[D] Is neural architecture search race to beat ImageNet actually relevant anymore
We’ve seen the limit of training a 2D CNN on RGB images, resulting in texture bias, exploiting regularities, etc.
- CNN ImageNet is bag-of-features (https://openreview.net/forum?id=SkfMWhAqYQ)
- CNN ImageNet actually learns to classify texture instead of learning 3D shapes https://openreview.net/forum?id=Bygh9j09KX
- Backprop on CIFAR-10 exploit Surface Statistical Regularities to get good test accuracy https://arxiv.org/abs/1711.11561
Is there any meaning for race to find best neural architecture search (NAS) on ImageNet? We are hitting limits of training with monocular RGB images with unknown arbitrary camera poses and intrinsics (focal length, skew, etc). In the end what we get is powerful monocular texture classifier but easily duped by adversarial attacks.
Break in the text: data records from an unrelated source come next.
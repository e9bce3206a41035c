//! Runtime settings read from the environment (and `.env`, when present).

use thiserror::Error;

pub const DEFAULT_BIND_ADDR: &str = "0.0.0.0:8080";
pub const DEFAULT_MAX_CONNECTIONS: u32 = 5;

#[derive(Debug, Error)]
pub enum ConfigError {
    #[error("invalid value for {key}: {value:?}")]
    Invalid { key: &'static str, value: String },
}

#[derive(Debug, Clone, PartialEq, Eq)]
pub struct Config {
    pub bind_addr: String,
    /// `None` runs the service on the in-memory store.
    pub database_url: Option<String>,
    pub db_max_connections: u32,
}

impl Config {
    pub fn from_env() -> Result<Self, ConfigError> {
        Self::from_lookup(|key| std::env::var(key).ok())
    }

    /// Build from any key lookup; empty values count as unset.
    pub fn from_lookup<F>(lookup: F) -> Result<Self, ConfigError>
    where
        F: Fn(&str) -> Option<String>,
    {
        let get = |key: &str| lookup(key).filter(|v| !v.trim().is_empty());

        let db_max_connections = match get("DB_MAX_CONNECTIONS") {
            Some(raw) => raw.trim().parse().map_err(|_| ConfigError::Invalid {
                key: "DB_MAX_CONNECTIONS",
                value: raw,
            })?,
            None => DEFAULT_MAX_CONNECTIONS,
        };

        Ok(Self {
            bind_addr: get("BIND_ADDR").unwrap_or_else(|| DEFAULT_BIND_ADDR.to_string()),
            database_url: get("DATABASE_URL"),
            db_max_connections,
        })
    }
}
And the found architecture hyperparams is easily overfit to one dataset. In my experience, using Imagenet EfficientNet-B0 to train CIFAR-10 from scratch (not transfer learning like the official paper), resulting accuracy worse than Resnet.
Is there ongoing work to create pose-aware “3D ImageNet”? The closest I can found is probably ShapeNet and various robotics datasets like Princeton SUN-RGBD. But the scale and domain is too small and narrow.